The other thing I found was that the thing(s) I bought last week when I could do some damage were things I actually love! They were things I thought about all month, and imagined all the ways I’d wear them, and I really feel like they could be wardrobe VIPs, rather than just filler—which sadly makes up 99 percent of my closet. I recently got a copy of Marie Kondo’s book as part of a press mailer and I haven’t been able to toss it (ironic, because it currently gives me exactly zero joy) but I think I might actually read it, and take a tiny baby step towards being a better, less wasteful person.

Finally, the very best part of this whole thing was making that St. Jude donation. I gave the max amount I can reasonably afford, and it could have gone towards a lot of shoes, but given that it takes 2.2 million dollars per day (seriously) to run the hospital, I can’t think of cash better spent. If you want to make a donation (literally everything helps!) you can do that right here.

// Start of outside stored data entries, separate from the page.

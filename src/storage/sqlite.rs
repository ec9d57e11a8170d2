//! SQLite storage implementation

use crate::comment::ScoredComment;
use crate::storage::schema::initialize_schema;
use crate::storage::traits::{CommentStore, PostCount, StorageResult};
use rusqlite::{params, Connection, OptionalExtension, Row};
use std::collections::BTreeMap;
use std::path::Path;

const UPSERT_SQL: &str = "
    INSERT INTO comments
        (id, post_url, post_title, author, text, scraped_at, rule_score, model_scores, flagged)
    VALUES (?1, ?2, ?3, ?4, ?5, ?6, ?7, ?8, ?9)
    ON CONFLICT(id) DO UPDATE SET
        post_url = excluded.post_url,
        post_title = excluded.post_title,
        author = excluded.author,
        text = excluded.text,
        scraped_at = excluded.scraped_at,
        rule_score = excluded.rule_score,
        model_scores = excluded.model_scores,
        flagged = excluded.flagged
";

/// SQLite storage backend
pub struct SqliteStore {
    conn: Connection,
}

impl SqliteStore {
    /// Opens or creates the database file
    ///
    /// # Arguments
    ///
    /// * `path` - Path to the SQLite database file
    ///
    /// # Returns
    ///
    /// * `Ok(SqliteStore)` - Successfully opened/created database
    /// * `Err(StorageError)` - Failed to open database
    pub fn open(path: &Path) -> StorageResult<Self> {
        let conn = Connection::open(path)?;

        conn.execute_batch(
            "
            PRAGMA journal_mode = WAL;
            PRAGMA synchronous = NORMAL;
            PRAGMA temp_store = MEMORY;
        ",
        )?;

        initialize_schema(&conn)?;
        tracing::debug!("Opened comment store at {}", path.display());

        Ok(Self { conn })
    }

    /// Creates an in-memory database
    pub fn new_in_memory() -> StorageResult<Self> {
        let conn = Connection::open_in_memory()?;
        initialize_schema(&conn)?;
        Ok(Self { conn })
    }
}

fn row_to_comment(row: &Row<'_>) -> rusqlite::Result<(ScoredComment, Option<String>)> {
    Ok((
        ScoredComment {
            id: row.get(0)?,
            post_url: row.get(1)?,
            post_title: row.get(2)?,
            author: row.get(3)?,
            text: row.get(4)?,
            scraped_at: row.get(5)?,
            rule_score: row.get(6)?,
            model_scores: None,
            flagged: row.get::<_, i64>(8)? != 0,
        },
        row.get(7)?,
    ))
}

impl CommentStore for SqliteStore {
    // ===== Writes =====

    fn upsert(&mut self, rows: &[ScoredComment]) -> StorageResult<usize> {
        let tx = self.conn.transaction()?;
        {
            let mut stmt = tx.prepare(UPSERT_SQL)?;
            for row in rows {
                let model_scores = row
                    .model_scores
                    .as_ref()
                    .map(serde_json::to_string)
                    .transpose()?;
                stmt.execute(params![
                    row.id,
                    row.post_url,
                    row.post_title,
                    row.author,
                    row.text,
                    row.scraped_at,
                    row.rule_score,
                    model_scores,
                    row.flagged as i64,
                ])?;
            }
        }
        tx.commit()?;

        tracing::debug!("Upserted {} comments", rows.len());
        Ok(rows.len())
    }

    // ===== Reads =====

    fn get_comment(&self, id: &str) -> StorageResult<Option<ScoredComment>> {
        let found = self
            .conn
            .query_row(
                "SELECT id, post_url, post_title, author, text, scraped_at, rule_score,
                        model_scores, flagged
                 FROM comments WHERE id = ?1",
                params![id],
                row_to_comment,
            )
            .optional()?;

        match found {
            Some((mut comment, scores)) => {
                comment.model_scores = scores
                    .map(|json| serde_json::from_str::<BTreeMap<String, f64>>(&json))
                    .transpose()?;
                Ok(Some(comment))
            }
            None => Ok(None),
        }
    }

    fn count_comments(&self) -> StorageResult<u64> {
        let count: i64 = self
            .conn
            .query_row("SELECT COUNT(*) FROM comments", [], |row| row.get(0))?;
        Ok(count as u64)
    }

    fn count_flagged(&self) -> StorageResult<u64> {
        let count: i64 = self.conn.query_row(
            "SELECT COUNT(*) FROM comments WHERE flagged = 1",
            [],
            |row| row.get(0),
        )?;
        Ok(count as u64)
    }

    fn comments_per_post(&self) -> StorageResult<Vec<PostCount>> {
        let mut stmt = self.conn.prepare(
            "SELECT post_url, MAX(post_title), COUNT(*), SUM(flagged)
             FROM comments
             GROUP BY post_url
             ORDER BY COUNT(*) DESC, post_url ASC",
        )?;

        let counts = stmt
            .query_map([], |row| {
                Ok(PostCount {
                    post_url: row.get(0)?,
                    post_title: row.get(1)?,
                    comments: row.get::<_, i64>(2)? as u64,
                    flagged: row.get::<_, i64>(3)? as u64,
                })
            })?
            .collect::<Result<Vec<_>, _>>()?;

        Ok(counts)
    }
}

So, in the end, will I change my ways? Maybe! But also maybe this is just part of who I am, and I’ll never have a savings account because I’ll only have bags and coats and sequin jumpsuits. But it is nice to know that even if only for a moment—or a month—it is possible to change.

And here, my top three tips for going on a shopping fast of your own, should you want to direct your funds and attention in a more positive direction too.

 

1. Use it as an opportunity to do something you care about.

 
For me, it was donating to St. Jude, but it could just as easily have been Planned Parenthood, or Know Your IX, which helps prevent sexual assault on college campuses. Both feel very appropriate in this moment, and could really use our support.

 

2. Do a closet clean-out.

 
Not only will this help you make room in your space (which is not the point), youll come across so many great things you already own, but probably forgot about. The whole shopping your closet thing is real.

 

3. Keep a list of the things you want to buy.

 
If you write down a list, you can go over everything once you are able to make a purchase and do so wisely. Im willing to bet that at least 40 percent of the things on your list wont be compelling in the least anymore, which will hopefully help change your shopping habits down the road.